You can't justify the creation of property on propertarian ground - that's just circular. So you end up reverting to an appeal to utility. The "institutional" solution to market-failure almost certainly demands the creation of many new types of property (to eliminate all those negative externalities). Who will decide how they're allocated? And will the allocation be fair? (See also : PollutionRightBackedCurrency)

  • 3) The third response. Markets aren't perfect but better than anything else.

: What's the quantifier here? All market allocations are better than all government allocations? One counter-example would sink such a strong claim. And I doubt many would like to be hostage to anything so brittle. So we're left with the usual arguments : on average, most market allocations are better than most government ones ... if you squint a bit, and take a general overview from 40,000 feet. But what can we infer from this about the next government allocation vs. the next market allocation? Not much. Attempts to assert that, say, 80% of the time, the market is more likely to get the allocation right than the government, flounder without some kind of objective, market-independent metric of what the right allocation actually is. Ultimately, extreme Austrians will bite this bullet : define the "right" allocation, tautologically, as whatever the market actually produces. But it's an example of defining your concepts so you win, on the grand-scale. Sure, if "success" is defined as what the market does, then markets can't fail by definition. But the claim is tautological and content-free. If "markets don't fail" is to have some empirical value, then it must be potentially falsifiable within the conceptual framework. It must be an open question. And for that to be the case, there must be an independent measure of appropriate allocation. Let's see one.

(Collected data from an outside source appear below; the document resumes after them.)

//! env::filter
//!
//! Selecting repositories from the global filter flags.
//!
//! # Matching
//!
//! A repository is described by two component lists: its path relative to
//! the root and the components of its default remote URL. A [`Pattern`]
//! matches a repository when it matches either list:
//!
//! - a pattern containing glob syntax (`*?[{`) is matched by `globset`
//!   against the list joined with `/`, ignoring case
//! - any other pattern is split at `/` and must occur as a contiguous run of
//!   components, ignoring case
//!
//! When no repository matches exactly and fuzzy matching is enabled, plain
//! patterns are retried as in-order character subsequences, so `ggman` finds
//! `github.com/hello/gg-manager`.
//!
//! # Combination
//!
//! Location filters (`--for`, `--here`, `--path`) are alternatives: a
//! repository is selected when any of them matches. Status filters
//! (`--dirty`, `--synced`, ...) are all applied on top.

use std::path::{Path, PathBuf};

use globset::{GlobBuilder, GlobMatcher};
use thiserror::Error;
use tracing::{debug, warn};

use super::flags::GgmanFlags;
use super::url::Url;
use crate::git::Git;

/// Errors from building a filter.
#[derive(Debug, Clone, PartialEq, Eq, Error)]
pub enum FilterError {
    /// A glob pattern does not compile.
    #[error("invalid pattern '{pattern}': {message}")]
    InvalidPattern {
        /// The pattern as given
        pattern: String,
        /// Compiler diagnostic
        message: String,
    },
}

/// A repository pattern.
#[derive(Debug, Clone)]
pub struct Pattern {
    source: String,
    kind: PatternKind,
}

#[derive(Debug, Clone)]
enum PatternKind {
    Glob(GlobMatcher),
    Plain(Vec<String>),
}

impl Pattern {
    /// Compile `source`.
    pub fn new(source: &str) -> Result<Self, FilterError> {
        let kind = if source.contains(['*', '?', '[', '{']) {
            let glob = GlobBuilder::new(source)
                .case_insensitive(true)
                .literal_separator(false)
                .build()
                .map_err(|e| FilterError::InvalidPattern {
                    pattern: source.to_string(),
                    message: e.kind().to_string(),
                })?;
            PatternKind::Glob(glob.compile_matcher())
        } else {
            PatternKind::Plain(split(source))
        };
        Ok(Self {
            source: source.to_string(),
            kind,
        })
    }

    /// The pattern as given.
    pub fn as_str(&self) -> &str {
        &self.source
    }

    /// Whether the pattern uses glob syntax.
    pub fn is_glob(&self) -> bool {
        matches!(self.kind, PatternKind::Glob(_))
    }

    /// Exact match against `components`.
    pub fn matches(&self, components: &[String]) -> bool {
        match &self.kind {
            PatternKind::Glob(glob) => glob.is_match(components.join("/")),
            PatternKind::Plain(parts) => {
                if parts.is_empty() {
                    return true;
                }
                let lower: Vec<String> = components.iter().map(|c| c.to_lowercase()).collect();
                lower.windows(parts.len()).any(|window| window == parts.as_slice())
            }
        }
    }

    /// Fuzzy match against `components`.
    ///
    /// Glob patterns never match fuzzily beyond their exact match.
    pub fn matches_fuzzy(&self, components: &[String]) -> bool {
        match &self.kind {
            PatternKind::Glob(_) => self.matches(components),
            PatternKind::Plain(parts) => {
                let haystack = components.join("/").to_lowercase();
                let mut chars = haystack.chars();
                parts
                    .iter()
                    .flat_map(|part| part.chars())
                    .all(|needle| chars.any(|c| c == needle))
            }
        }
    }
}

fn split(source: &str) -> Vec<String> {
    source
        .split('/')
        .filter(|s| !s.is_empty())
        .map(str::to_lowercase)
        .collect()
}

/// Required repository states; `None` means "either".
#[derive(Debug, Clone, Copy, Default, PartialEq, Eq)]
pub struct StatusFilter {
    /// `--dirty` / `--clean`
    pub dirty: Option<bool>,
    /// `--synced` / `--unsynced`
    pub synced: Option<bool>,
    /// `--tarnished` / `--pristine`
    pub tarnished: Option<bool>,
}

impl StatusFilter {
    /// Whether any state is required.
    pub fn is_empty(&self) -> bool {
        self.dirty.is_none() && self.synced.is_none() && self.tarnished.is_none()
    }

    /// Whether the repository at `path` is in every required state.
    ///
    /// Repositories whose state cannot be read never match.
    pub fn matches(&self, path: &Path) -> bool {
        if self.is_empty() {
            return true;
        }
        let status = Git::open_exact(path).and_then(|git| Ok((git.is_dirty()?, git.is_synced()?)));
        let (dirty, synced) = match status {
            Ok(status) => status,
            Err(err) => {
                warn!(repo = %path.display(), error = %err, "unable to read repository status");
                return false;
            }
        };
        let tarnished = dirty || !synced;

        self.dirty.map_or(true, |want| want == dirty)
            && self.synced.map_or(true, |want| want == synced)
            && self.tarnished.map_or(true, |want| want == tarnished)
    }
}

/// A repository under consideration.
#[derive(Debug, Clone)]
struct Candidate {
    path: PathBuf,
    local: Vec<String>,
    remote: Vec<String>,
}

impl Candidate {
    fn new(root: &Path, path: PathBuf, with_remote: bool) -> Self {
        let local = path
            .strip_prefix(root)
            .unwrap_or(&path)
            .components()
            .map(|c| c.as_os_str().to_string_lossy().into_owned())
            .collect();
        let remote = if with_remote {
            remote_components(&path)
        } else {
            Vec::new()
        };
        Self {
            path,
            local,
            remote,
        }
    }
}

fn remote_components(path: &Path) -> Vec<String> {
    Git::open_exact(path)
        .and_then(|git| git.default_remote_url())
        .ok()
        .flatten()
        .and_then(|url| Url::parse(&url).ok())
        .map(|url| url.components())
        .unwrap_or_default()
}

/// The repository filter built from the global flags.
#[derive(Debug, Clone, Default)]
pub struct Filter {
    /// `--for` patterns
    pub patterns: Vec<Pattern>,
    /// Retry plain patterns fuzzily when nothing matches exactly.
    pub fuzzy: bool,
    /// Directory whose repository `--here` selects.
    pub here: Option<PathBuf>,
    /// Subtrees selected by `--path`.
    pub paths: Vec<PathBuf>,
    /// Required states.
    pub status: StatusFilter,
}

impl Filter {
    /// Build the filter for `flags`, resolving relative paths against `workdir`.
    pub fn from_flags(flags: &GgmanFlags, workdir: &Path) -> Result<Self, FilterError> {
        let patterns = flags
            .filters
            .iter()
            .filter(|p| !p.is_empty())
            .map(|p| Pattern::new(p))
            .collect::<Result<Vec<_>, _>>()?;

        Ok(Self {
            patterns,
            fuzzy: !flags.no_fuzzy_filter,
            here: flags.here.then(|| workdir.to_path_buf()),
            paths: flags
                .paths
                .iter()
                .map(|p| absolute(&workdir.join(p)))
                .collect(),
            status: StatusFilter {
                dirty: exclusive(flags.dirty, flags.clean),
                synced: exclusive(flags.synced, flags.unsynced),
                tarnished: exclusive(flags.tarnished, flags.pristine),
            },
        })
    }

    /// Whether no location filter is set.
    pub fn is_unlocated(&self) -> bool {
        self.patterns.is_empty() && self.here.is_none() && self.paths.is_empty()
    }

    /// Whether the filter selects every repository.
    pub fn is_empty(&self) -> bool {
        self.is_unlocated() && self.status.is_empty()
    }

    /// Keep the repositories of `repos` (found below `root`) that match.
    ///
    /// Order is preserved.
    pub fn select(&self, root: &Path, repos: Vec<PathBuf>) -> Vec<PathBuf> {
        if self.is_empty() {
            return repos;
        }

        let with_remote = !self.patterns.is_empty();
        let candidates: Vec<Candidate> = repos
            .into_iter()
            .map(|path| Candidate::new(root, path, with_remote))
            .collect();

        let mut located: Vec<&Candidate> = if self.is_unlocated() {
            candidates.iter().collect()
        } else {
            candidates.iter().filter(|c| self.locates(c, false)).collect()
        };
        if located.is_empty() && self.fuzzy && !self.patterns.is_empty() {
            debug!("no exact match, retrying fuzzily");
            located = candidates.iter().filter(|c| self.locates(c, true)).collect();
        }

        located
            .into_iter()
            .filter(|c| self.status.matches(&c.path))
            .map(|c| c.path.clone())
            .collect()
    }

    fn locates(&self, candidate: &Candidate, fuzzy: bool) -> bool {
        if let Some(here) = &self.here {
            if here.starts_with(&candidate.path) {
                return true;
            }
        }
        if self
            .paths
            .iter()
            .any(|p| candidate.path.starts_with(p) || p.starts_with(&candidate.path))
        {
            return true;
        }
        self.patterns.iter().any(|pattern| {
            let hit = |components: &[String]| {
                if fuzzy {
                    pattern.matches_fuzzy(components)
                } else {
                    pattern.matches(components)
                }
            };
            hit(&candidate.local) || (!candidate.remote.is_empty() && hit(&candidate.remote))
        })
    }
}

fn exclusive(yes: bool, no: bool) -> Option<bool> {
    match (yes, no) {
        (true, _) => Some(true),
        (_, true) => Some(false),
        _ => None,
    }
}

/// `path` with symlinks resolved when it exists.
pub fn absolute(path: &Path) -> PathBuf {
    std::fs::canonicalize(path).unwrap_or_else(|_| path.to_path_buf())
}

  • 4) As the blogpost suggests, the "we're not failure free, but have the best mechanisms to cope with it" is probably the best response. This way you can define markets cybernetically : they're feedback driven machines seeking certain kinds of balances. But such a view doesn't preclude the idea that such systems may have failures. It doesn't even preclude the idea that such systems have systematic failures. Compare the well known HuntingProblem, that most HomeostaticSystems have, with the "cyclic" (or generally a lot more chaotic than cyclic) behaviour of markets.